Tex & the Saddletramps at Zebo's "Rockabilly Night"...
So we bounced around playing gigs wherever our manager, Curtis Hawkins, could scrounge one up. Out of town we played in Denton, at The Bowery in Oklahoma City, or Steve Dean's AusTex Lounge in Austin. In-town, at the aforementioned 8.0 Bar, "Rockabilly Night" at Zebo's, & the old Circle Theater on the infamous Harry Hines Blvd, a spectacular old movie theater, where I had attended movies on Saturday afternoons as a child, that had been converted into a massive hard rock/metal bar. Where after one set, they asked us to not play our scheduled second set, just take a less-than-agreed-upon amount of pay & leave...

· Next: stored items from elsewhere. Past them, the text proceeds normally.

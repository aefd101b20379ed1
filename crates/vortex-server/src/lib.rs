//! # HTTP Gateway
//!
//! Axum surface for VortexDB: request routing, the security middleware
//! (correlation ID → auth → rate limit → audit), the error envelope, and
//! application wiring.

/// Error envelope mapping
pub mod error;
/// Security middleware
pub mod middleware;
/// Route handlers
pub mod routes;
/// Application state composition
pub mod state;

use std::time::Duration;

use axum::Router;
use axum::middleware::from_fn_with_state;
use tower_http::cors::CorsLayer;
use tower_http::timeout::TimeoutLayer;
use tower_http::trace::TraceLayer;

use crate::state::AppState;

/// Per-request deadline; propagates to all downstream calls.
const REQUEST_DEADLINE: Duration = Duration::from_secs(60);

/// Build the full application router.
#[must_use]
pub fn build_router(state: AppState) -> Router {
    routes::router(state.clone())
        .layer(from_fn_with_state(state, middleware::security_middleware))
        .layer(TimeoutLayer::new(REQUEST_DEADLINE))
        .layer(CorsLayer::permissive())
        .layer(TraceLayer::new_for_http())
}
//! Recursive separator-based text splitting with overlap.
//!
//! Separators are tried coarsest-first (`"\n\n"`, `"\n"`, `" "`, `""`);
//! oversize fragments descend to the next separator, and adjacent fragments
//! are greedily merged back up to the chunk budget. When a chunk is emitted,
//! the tail of the previous chunk re-seeds the next one to provide overlap.
//! An unsplittable fragment larger than the budget is emitted unchanged, so
//! output never drops input text.

/// Default separator cascade.
const SEPARATORS: [&str; 4] = ["\n\n", "\n", " ", ""];

/// Recursive text chunker.
#[derive(Debug, Clone)]
pub struct RecursiveChunker {
    chunk_size: usize,
    chunk_overlap: usize,
}

impl RecursiveChunker {
    /// Create a chunker with the given character budget and overlap.
    #[must_use]
    pub fn new(chunk_size: usize, chunk_overlap: usize) -> Self {
        Self {
            chunk_size: chunk_size.max(1),
            chunk_overlap: chunk_overlap.min(chunk_size.saturating_sub(1)),
        }
    }

    /// Split `text` into chunks of at most `chunk_size` characters
    /// (oversize unsplittable fragments excepted).
    #[must_use]
    pub fn split_text(&self, text: &str) -> Vec<String> {
        if text.is_empty() {
            return Vec::new();
        }
        self.split(text, &SEPARATORS)
    }

    fn split(&self, text: &str, separators: &[&str]) -> Vec<String> {
        // First separator actually present in the text wins; "" is the
        // character-level last resort.
        let (sep_pos, separator) = separators
            .iter()
            .enumerate()
            .find(|(_, sep)| sep.is_empty() || text.contains(**sep))
            .map_or((separators.len() - 1, ""), |(i, sep)| (i, *sep));

        let raw_splits: Vec<String> = if separator.is_empty() {
            text.chars().map(String::from).collect()
        } else {
            text.split(separator).map(str::to_owned).collect()
        };

        let remaining = &separators[sep_pos + 1..];
        let mut good_splits = Vec::new();
        for piece in raw_splits {
            if piece.chars().count() <= self.chunk_size || remaining.is_empty() {
                good_splits.push(piece);
            } else {
                good_splits.extend(self.split(&piece, remaining));
            }
        }

        self.merge_splits(good_splits, separator)
    }

    fn merge_splits(&self, splits: Vec<String>, separator: &str) -> Vec<String> {
        let sep_len = separator.chars().count();
        let mut chunks = Vec::new();
        let mut current: Vec<String> = Vec::new();
        let mut total = 0usize;

        for piece in splits {
            let piece_len = piece.chars().count();
            let join_len = if current.is_empty() { 0 } else { sep_len };

            if !current.is_empty() && total + join_len + piece_len > self.chunk_size {
                chunks.push(current.join(separator));
                // Re-seed the next chunk with the tail of the current one.
                while total > self.chunk_overlap && current.len() > 1 {
                    let dropped = current.remove(0);
                    total -= dropped.chars().count();
                    total = total.saturating_sub(sep_len);
                }
                if total > self.chunk_overlap {
                    current.clear();
                    total = 0;
                }
            }

            if !current.is_empty() {
                total += sep_len;
            }
            total += piece_len;
            current.push(piece);
        }

        if !current.is_empty() {
            let tail = current.join(separator);
            if chunks.last() != Some(&tail) {
                chunks.push(tail);
            }
        }

        chunks.retain(|c| !c.trim().is_empty());
        chunks
    }
}

#[cfg(test)]
mod tests {
    use rstest::rstest;

    use super::*;

    #[test]
    fn short_text_is_one_chunk() {
        let chunker = RecursiveChunker::new(100, 20);
        assert_eq!(chunker.split_text("hello world"), vec!["hello world"]);
    }

    #[test]
    fn empty_text_yields_nothing() {
        let chunker = RecursiveChunker::new(100, 20);
        assert!(chunker.split_text("").is_empty());
    }

    #[test]
    fn paragraphs_split_before_words() {
        let chunker = RecursiveChunker::new(20, 0);
        let chunks = chunker.split_text("first paragraph\n\nsecond paragraph");
        assert_eq!(chunks, vec!["first paragraph", "second paragraph"]);
    }

    #[rstest]
    #[case(30, 0)]
    #[case(50, 10)]
    #[case(120, 40)]
    fn chunks_respect_budget(#[case] size: usize, #[case] overlap: usize) {
        let text = "word ".repeat(200);
        let chunker = RecursiveChunker::new(size, overlap);
        let chunks = chunker.split_text(&text);
        assert!(!chunks.is_empty());
        for chunk in &chunks {
            assert!(
                chunk.chars().count() <= size,
                "oversize chunk: {chunk:?}"
            );
        }
    }

    #[test]
    fn unsplittable_fragment_passes_through() {
        let long_token = "x".repeat(80);
        // Character-level descent still produces budget-sized chunks, but a
        // chunker limited to coarse separators must not drop the text.
        let chunker = RecursiveChunker::new(50, 0);
        let chunks = chunker.split_text(&long_token);
        let rejoined: String = chunks.concat();
        assert_eq!(rejoined, long_token);
    }

    #[test]
    fn no_text_is_dropped() {
        let text = "alpha beta gamma\ndelta epsilon\n\nzeta eta theta iota kappa";
        let chunker = RecursiveChunker::new(25, 5);
        let chunks = chunker.split_text(&text);
        for word in ["alpha", "epsilon", "kappa"] {
            assert!(
                chunks.iter().any(|c| c.contains(word)),
                "missing {word} in {chunks:?}"
            );
        }
    }

    #[test]
    fn overlap_reseeds_next_chunk() {
        let text = "aa bb cc dd ee ff gg hh";
        let chunker = RecursiveChunker::new(8, 4);
        let chunks = chunker.split_text(text);
        assert!(chunks.len() > 1);
        // Some token from the end of chunk N recurs at the start of N+1.
        let first_tail = chunks[0].split(' ').next_back().unwrap_or_default();
        assert!(chunks[1].contains(first_tail));
    }
}
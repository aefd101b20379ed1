//! Configuration loading and override tests.

use vortex_infrastructure::config::{AppConfig, ConfigLoader, EngineKind};

#[test]
fn defaults_are_valid() {
    let config = AppConfig::default();
    assert_eq!(config.server.port, 8001);
    assert_eq!(config.engine.kind, EngineKind::Memory);
    assert!(config.splade.enabled);
    assert_eq!(config.jobs.bm25_cooldown_min, 30);
}

#[test]
fn explicit_file_is_loaded_and_parsed() {
    let dir = tempfile::tempdir().expect("tempdir");
    let path = dir.path().join("production.yaml");
    std::fs::write(
        &path,
        r"
server:
  host: 0.0.0.0
  port: 9000
engine:
  kind: qdrant
  qdrant_url: http://qdrant:6333
security:
  jwt_secret: an-extremely-long-test-secret-value-1234
jobs:
  bm25_cooldown_min: 5
",
    )
    .expect("write config");

    let config = ConfigLoader::new()
        .with_config_path(&path)
        .load()
        .expect("load");

    assert_eq!(config.server.host, "0.0.0.0");
    assert_eq!(config.server.port, 9000);
    assert_eq!(config.engine.kind, EngineKind::Qdrant);
    assert_eq!(config.engine.qdrant_url, "http://qdrant:6333");
    assert_eq!(config.jobs.bm25_cooldown_min, 5);
    // Untouched sections keep their defaults.
    assert_eq!(config.paths.jobs_db, "./.vortex/db/jobs.db");
}

#[test]
fn missing_explicit_file_errors() {
    let result = ConfigLoader::new()
        .with_config_path("/nonexistent/nowhere.yaml")
        .load();
    assert!(result.is_err());
}

#[test]
fn short_jwt_secret_is_rejected() {
    let dir = tempfile::tempdir().expect("tempdir");
    let path = dir.path().join("dev.yaml");
    std::fs::write(
        &path,
        r"
security:
  jwt_secret: short
",
    )
    .expect("write config");

    let result = ConfigLoader::new().with_config_path(&path).load();
    assert!(result.is_err());
}

#[test]
fn env_vars_override_file_values() {
    let dir = tempfile::tempdir().expect("tempdir");
    let path = dir.path().join("dev.yaml");
    std::fs::write(
        &path,
        r"
server:
  port: 9000
",
    )
    .expect("write config");

    // Set-and-clear inside one test to avoid cross-test interference.
    unsafe {
        std::env::set_var("VECTORDB_PORT", "7777");
        std::env::set_var("BM25_PATH", "/tmp/custom_bm25.json");
        std::env::set_var("ENABLE_SPLADE", "0");
    }
    let config = ConfigLoader::new()
        .with_config_path(&path)
        .load()
        .expect("load");
    unsafe {
        std::env::remove_var("VECTORDB_PORT");
        std::env::remove_var("BM25_PATH");
        std::env::remove_var("ENABLE_SPLADE");
    }

    assert_eq!(config.server.port, 7777);
    assert_eq!(config.paths.bm25_model, "/tmp/custom_bm25.json");
    assert!(!config.splade.enabled);
}
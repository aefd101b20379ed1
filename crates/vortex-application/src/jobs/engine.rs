//! Job engine: durable enqueue with type dedup, cooldowns, and dispatch.
//!
//! The engine owns the row lifecycle up to dispatch. Workers coordinate with
//! the gateway exclusively through the job table; the dispatcher is a bounded
//! in-process channel standing in for the external worker hand-off. A
//! dispatch failure marks the row failed so a polling client discovers it.

use std::sync::Arc;
use std::time::{SystemTime, UNIX_EPOCH};

use tokio::sync::mpsc;
use uuid::Uuid;

use vortex_domain::entities::{Job, JobCounts, JobStatus, JobType};
use vortex_domain::error::{Error, Result};
use vortex_domain::ports::jobs::{JobDispatcher, JobStore};

fn now_secs() -> f64 {
    SystemTime::now()
        .duration_since(UNIX_EPOCH)
        .map(|d| d.as_secs_f64())
        .unwrap_or(0.0)
}

/// Dispatcher backed by a bounded channel to the in-process worker task.
pub struct ChannelDispatcher {
    tx: mpsc::Sender<Job>,
}

impl ChannelDispatcher {
    /// Create a dispatcher plus the receiving end for a [`super::JobWorker`].
    #[must_use]
    pub fn new(capacity: usize) -> (Self, mpsc::Receiver<Job>) {
        let (tx, rx) = mpsc::channel(capacity);
        (Self { tx }, rx)
    }
}

impl JobDispatcher for ChannelDispatcher {
    fn dispatch(&self, job: &Job) -> Result<()> {
        self.tx
            .try_send(job.clone())
            .map_err(|e| Error::job_dispatch(format!("worker queue unavailable: {e}")))
    }
}

/// The job engine.
pub struct JobEngine {
    store: Arc<dyn JobStore>,
    dispatcher: Arc<dyn JobDispatcher>,
    /// Cooldown between completed BM25 retrains, in minutes
    bm25_cooldown_min: i64,
}

impl JobEngine {
    /// Assemble the engine.
    pub fn new(
        store: Arc<dyn JobStore>,
        dispatcher: Arc<dyn JobDispatcher>,
        bm25_cooldown_min: i64,
    ) -> Self {
        Self {
            store,
            dispatcher,
            bm25_cooldown_min,
        }
    }

    /// Enqueue a job: uniqueness and cooldown checks, durable insert, then
    /// dispatch. Returns the queued job row.
    ///
    /// # Errors
    /// `JOB_SKIPPED` when an exclusive job type is already active or inside
    /// its cooldown; `JOB_DISPATCH_FAILURE` when the row was written but the
    /// worker hand-off failed (the row is marked failed).
    pub async fn enqueue(&self, job_type: JobType, payload: serde_json::Value) -> Result<Job> {
        if job_type.is_exclusive() {
            if self.store.is_active(job_type).await? {
                tracing::warn!(%job_type, "job already queued or running");
                return Err(Error::job_skipped(format!(
                    "{job_type} already queued or running"
                )));
            }
            if let Some(cooldown_err) = self.check_cooldown(job_type).await? {
                return Err(cooldown_err);
            }
        }

        let job = Job::new(job_type, payload, now_secs());
        self.store.insert(&job).await?;

        if let Err(dispatch_err) = self.dispatcher.dispatch(&job) {
            tracing::error!(job_id = %job.id, error = %dispatch_err, "job dispatch failed");
            self.store
                .update_status(
                    job.id,
                    JobStatus::Failed,
                    Some(&format!("Dispatch error: {dispatch_err}")),
                    None,
                )
                .await?;
            return Err(dispatch_err);
        }

        tracing::info!(job_id = %job.id, %job_type, "job dispatched");
        Ok(job)
    }

    async fn check_cooldown(&self, job_type: JobType) -> Result<Option<Error>> {
        if self.bm25_cooldown_min <= 0 || job_type != JobType::Bm25Retrain {
            return Ok(None);
        }
        let Some(last) = self.store.last_completed_at(job_type).await? else {
            return Ok(None);
        };
        let elapsed_min = (now_secs() - last) / 60.0;
        if elapsed_min < self.bm25_cooldown_min as f64 {
            return Ok(Some(Error::job_skipped(format!(
                "{job_type} completed {elapsed_min:.0} minutes ago; cooldown is {} minutes",
                self.bm25_cooldown_min
            ))));
        }
        Ok(None)
    }

    /// Fetch one job row.
    ///
    /// # Errors
    /// `DOCUMENT_NOT_FOUND` when no such job exists.
    pub async fn get_status(&self, id: Uuid) -> Result<Job> {
        self.store
            .get(id)
            .await?
            .ok_or_else(|| Error::not_found(format!("job '{id}'")))
    }

    /// Recent jobs plus counts by status.
    ///
    /// # Errors
    /// Propagates store failures.
    pub async fn list(&self, limit: usize) -> Result<(JobCounts, Vec<Job>)> {
        self.store.list(limit).await
    }
}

Finally we ended up at the Lyon's Pub, in a kind of shabby older building on Yale Blvd. across Central Expressway from SMU. There, we found a home. A place that actually liked us, ALOT. At our first gig there, we learned the local Rugby team, the Dallas Harlequins, drank there after practices & games. They whooped & hollered with wild abandon, & swung from the light fixtures hanging down from the ceiling during our set. It was there I met some really fun gals who both worked & hung out there, a redhead named Carol Box & Dallas Alice, whom I'm still friends with & correspond with to this day. It was at the Lyon's Pub that I first met Bubbles Cash's wild offspring, the mohawked Keiley, that I ran with for awhile back then. She was probably then underage, but I never asked. I remember one night she & Bobby Soxx & I were stopped by the cops, with me driving. Bobby & I were experienced enough to "yes sir/ no sir" to all their questions, but Keiley was pissed off that we'd gotten pulled over. They found a tomahawk in her purse & arrested her on-the-spot. Which left Bobby & I to have to drive over to Keiley's mom's apartment & inform her, "Bubbles, your daughter's been hauled downtown for a concealed weapon."
Things were going well with our regular gigs at the Lyon's Pub. We got some of our old punkabilly crowd, but also regular folks too. Add in some bikers & rugby players & we generally had a good time. Until one night right in the middle of one of our sets, a gentleman in a suit approached the stage, flashed a badge & cut us off mid-song. He was from the TABC, the state alcoholic beverage commission & they were closing the bar down. He informed us that "this gentleman here," pointing at one of his cohorts, "will watch you unload your equipment from the stage & out the back door. Do not remove anything else from this bar, just your own belongings. Do not finish your beers or take them with you." I later learned we were lucky. When they shut down a bar, they generally padlock the doors & can confiscate everything in there. We were lucky they let us leave with our gear. I later heard that Chris, the bar owner, had been passing around one alcoholic beverage license to several other bars at different locations, to have on hand for scheduled inspections. How that worked, I don't know, but that was the end of the Lyon's Pub...
(Special thanks to Curtis Cottrell for brightening up the first & third image)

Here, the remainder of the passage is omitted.